### Task instructions:
Collect all lines containing the word "HttpAssetSource" from the data.

### Input for this task:

// Copyright (C) 2026 Michael Wilson <mike@mdwn.dev>
//
// This program is free software: you can redistribute it and/or modify it under
// the terms of the GNU General Public License as published by the Free Software
// Foundation, version 3.
//
// This program is distributed in the hope that it will be useful, but WITHOUT
// ANY WARRANTY; without even the implied warranty of MERCHANTABILITY or FITNESS
// FOR A PARTICULAR PURPOSE. See the GNU General Public License for more details.
//
// You should have received a copy of the GNU General Public License along with
// this program. If not, see <https://www.gnu.org/licenses/>.
//

//! Sources of encoded sample files.

use std::path::PathBuf;
use std::sync::Arc;

use async_trait::async_trait;
use bytes::Bytes;

use crate::config::{self, AssetLocation};
use crate::samples::SampleId;
use crate::session::SessionTag;

mod dir;
mod http;

pub use dir::DirAssetSource;
pub use http::HttpAssetSource;

/// Directory, relative to the asset root, that holds the sample files.
const SAMPLES_DIR: &str = "samples";

#[derive(Debug, thiserror::Error)]
pub enum AssetError {
    #[error("request failed: {0}")]
    Request(#[from] reqwest::Error),
    #[error("unexpected status {status} for {url}")]
    Status {
        url: String,
        status: reqwest::StatusCode,
    },
    #[error("{path}: {source}")]
    Io {
        path: PathBuf,
        #[source]
        source: std::io::Error,
    },
    #[error("invalid asset URL: {0}")]
    InvalidUrl(#[from] url::ParseError),
}

/// Fetches the encoded bytes of a sample. Each call is independent; there are no retries.
#[async_trait]
pub trait AssetSource: Send + Sync {
    async fn fetch(&self, id: SampleId, session: &SessionTag) -> Result<Bytes, AssetError>;
}

/// Path of a sample file relative to the asset root, e.g. `samples/07.mp3`.
pub fn sample_path(id: SampleId, extension: &str) -> String {
    format!("{}/{}.{}", SAMPLES_DIR, id.padded(), extension)
}

/// Creates the asset source described by the configuration.
pub fn from_config(config: &config::Player) -> Result<Arc<dyn AssetSource>, AssetError> {
    let extension = config.audio().extension();
    Ok(match config.asset_location() {
        AssetLocation::Url(url) => Arc::new(HttpAssetSource::new(&url, extension)?),
        AssetLocation::Dir(root) => Arc::new(DirAssetSource::new(root, extension)),
    })
}
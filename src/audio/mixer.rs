// Copyright (C) 2026 Michael Wilson <mike@mdwn.dev>
//
// This program is free software: you can redistribute it and/or modify it under
// the terms of the GNU General Public License as published by the Free Software
// Foundation, version 3.
//
// This program is distributed in the hope that it will be useful, but WITHOUT
// ANY WARRANTY; without even the implied warranty of MERCHANTABILITY or FITNESS
// FOR A PARTICULAR PURPOSE. See the GNU General Public License for more details.
//
// You should have received a copy of the GNU General Public License along with
// this program. If not, see <https://www.gnu.org/licenses/>.
//
// Core voice mixing logic that can be used by both CPAL and test implementations
use crate::audio::panner::{mono_gains, pan_stereo};
use crate::audio::{VoiceChain, VoiceHandle, VoiceId};

/// Reported by the mixer when a voice leaves it.
#[derive(Clone, Copy, Debug, PartialEq, Eq)]
pub enum VoiceEvent {
    /// The voice played to the end of its buffer.
    Ended(VoiceId),
    /// The voice was stopped before reaching the end.
    Dropped(VoiceId),
}

/// A voice currently being rendered.
struct ActiveVoice {
    chain: VoiceChain,
    handle: VoiceHandle,
    /// Next frame to render.
    position: usize,
}

/// Mixes one-shot voices into an interleaved output buffer.
/// The mixer is owned by the render thread; voices are handed to it, never shared.
pub struct VoiceMixer {
    voices: Vec<ActiveVoice>,
    num_channels: u16,
    master_gain: f32,
}

impl VoiceMixer {
    /// Creates a new mixer with room for `capacity` voices before reallocating.
    pub fn new(num_channels: u16, master_gain: f32, capacity: usize) -> Self {
        Self {
            voices: Vec::with_capacity(capacity),
            num_channels: num_channels.max(1),
            master_gain,
        }
    }

    /// Adds a voice that starts on the next render pass.
    pub fn add_voice(&mut self, chain: VoiceChain, handle: VoiceHandle) {
        self.voices.push(ActiveVoice {
            chain,
            handle,
            position: 0,
        });
    }

    /// Returns the number of voices still rendering.
    pub fn active_count(&self) -> usize {
        self.voices.len()
    }

    /// Renders as many whole frames as fit in `output`. Voices that end or were stopped are
    /// removed and passed to `report`.
    pub fn render<F>(&mut self, output: &mut [f32], mut report: F)
    where
        F: FnMut(VoiceEvent),
    {
        output.fill(0.0);

        let num_channels = self.num_channels as usize;
        let frames = output.len() / num_channels;

        self.voices.retain_mut(|voice| {
            if voice.handle.is_stopped() {
                report(VoiceEvent::Dropped(voice.chain.id));
                return false;
            }

            let buffer = &voice.chain.buffer;
            let total = buffer.frames();
            let gain = voice.chain.gain;
            let pan = voice.chain.pan;
            let (mono_left, mono_right) = mono_gains(pan);
            let first = buffer.channel(0).unwrap_or(&[]);
            let second = buffer.channel(1);

            for frame in 0..frames {
                if voice.position >= total {
                    break;
                }
                let sample = first[voice.position];
                let (left, right) = match second {
                    Some(second) => pan_stereo(sample, second[voice.position], pan),
                    None => (sample * mono_left, sample * mono_right),
                };

                let offset = frame * num_channels;
                if num_channels == 1 {
                    output[offset] += (left + right) * 0.5 * gain;
                } else {
                    output[offset] += left * gain;
                    output[offset + 1] += right * gain;
                }
                voice.position += 1;
            }

            if voice.position >= total {
                voice.handle.mark_finished();
                report(VoiceEvent::Ended(voice.chain.id));
                return false;
            }
            true
        });

        for sample in output.iter_mut() {
            *sample *= self.master_gain;
        }
    }
}

#[cfg(test)]
mod tests {
    use std::sync::Arc;

    use super::*;
    use crate::audio::AudioBuffer;

    fn chain(buffer: AudioBuffer, gain: f32, pan: f32) -> VoiceChain {
        VoiceChain {
            id: VoiceId::next(),
            buffer: Arc::new(buffer),
            gain,
            pan,
        }
    }

    #[test]
    fn test_mono_voice_hard_left() {
        let mut mixer = VoiceMixer::new(2, 1.0, 4);
        mixer.add_voice(
            chain(AudioBuffer::mono(vec![0.5, 0.8], 44100), 1.0, -1.0),
            VoiceHandle::new(),
        );

        let mut output = vec![0.0; 4];
        mixer.render(&mut output, |_| {});

        assert!((output[0] - 0.5).abs() < 1e-6);
        assert!(output[1].abs() < 1e-6);
        assert!((output[2] - 0.8).abs() < 1e-6);
        assert!(output[3].abs() < 1e-6);
    }

    #[test]
    fn test_gain_stages_multiply() {
        let mut mixer = VoiceMixer::new(2, 0.5, 4);
        mixer.add_voice(
            chain(
                AudioBuffer::new(vec![vec![1.0; 8], vec![1.0; 8]], 44100),
                0.5,
                0.0,
            ),
            VoiceHandle::new(),
        );

        let mut output = vec![0.0; 4];
        mixer.render(&mut output, |_| {});

        for sample in output {
            assert!((sample - 0.25).abs() < 1e-6);
        }
    }

    #[test]
    fn test_multiple_voices_sum() {
        let mut mixer = VoiceMixer::new(2, 1.0, 4);
        let stereo = |l: f32, r: f32| AudioBuffer::new(vec![vec![l; 4], vec![r; 4]], 44100);
        mixer.add_voice(chain(stereo(0.5, 0.3), 1.0, 0.0), VoiceHandle::new());
        mixer.add_voice(chain(stereo(0.2, 0.1), 1.0, 0.0), VoiceHandle::new());

        let mut output = vec![0.0; 2];
        mixer.render(&mut output, |_| {});

        assert!((output[0] - 0.7).abs() < 1e-6);
        assert!((output[1] - 0.4).abs() < 1e-6);
    }

    #[test]
    fn test_voice_end_is_reported() {
        let mut mixer = VoiceMixer::new(2, 1.0, 4);
        let voice = chain(AudioBuffer::mono(vec![0.1; 3], 44100), 1.0, 0.0);
        let id = voice.id;
        let handle = VoiceHandle::new();
        mixer.add_voice(voice, handle.clone());

        let mut events = Vec::new();
        let mut output = vec![0.0; 4];
        mixer.render(&mut output, |event| events.push(event));
        assert!(events.is_empty());
        assert_eq!(mixer.active_count(), 1);

        mixer.render(&mut output, |event| events.push(event));
        assert_eq!(events, vec![VoiceEvent::Ended(id)]);
        assert_eq!(mixer.active_count(), 0);
        assert!(handle.is_finished());
        // Only the third frame was left in the second pass.
        assert_eq!(output[2], 0.0);
    }

    #[test]
    fn test_stopped_voice_is_dropped_silently() {
        let mut mixer = VoiceMixer::new(2, 1.0, 4);
        let voice = chain(AudioBuffer::mono(vec![1.0; 64], 44100), 1.0, 0.0);
        let id = voice.id;
        let handle = VoiceHandle::new();
        mixer.add_voice(voice, handle.clone());
        handle.stop();

        let mut events = Vec::new();
        let mut output = vec![0.0; 8];
        mixer.render(&mut output, |event| events.push(event));

        assert_eq!(events, vec![VoiceEvent::Dropped(id)]);
        assert!(output.iter().all(|s| *s == 0.0));
    }

    #[test]
    fn test_mono_output_folds_stereo() {
        let mut mixer = VoiceMixer::new(1, 1.0, 4);
        mixer.add_voice(
            chain(
                AudioBuffer::new(vec![vec![0.4; 2], vec![0.2; 2]], 44100),
                1.0,
                0.0,
            ),
            VoiceHandle::new(),
        );

        let mut output = vec![0.0; 2];
        mixer.render(&mut output, |_| {});
        assert!((output[0] - 0.3).abs() < 1e-6);
    }

    #[test]
    fn test_extra_output_channels_are_silent() {
        let mut mixer = VoiceMixer::new(4, 1.0, 4);
        mixer.add_voice(
            chain(AudioBuffer::mono(vec![1.0; 2], 44100), 1.0, 0.0),
            VoiceHandle::new(),
        );

        let mut output = vec![0.0; 8];
        mixer.render(&mut output, |_| {});
        assert!(output[0] > 0.0 && output[1] > 0.0);
        assert_eq!(output[2], 0.0);
        assert_eq!(output[3], 0.0);
    }
}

### Result for this exercise:
pub use http::HttpAssetSource;
        AssetLocation::Url(url) => Arc::new(HttpAssetSource::new(&url, extension)?),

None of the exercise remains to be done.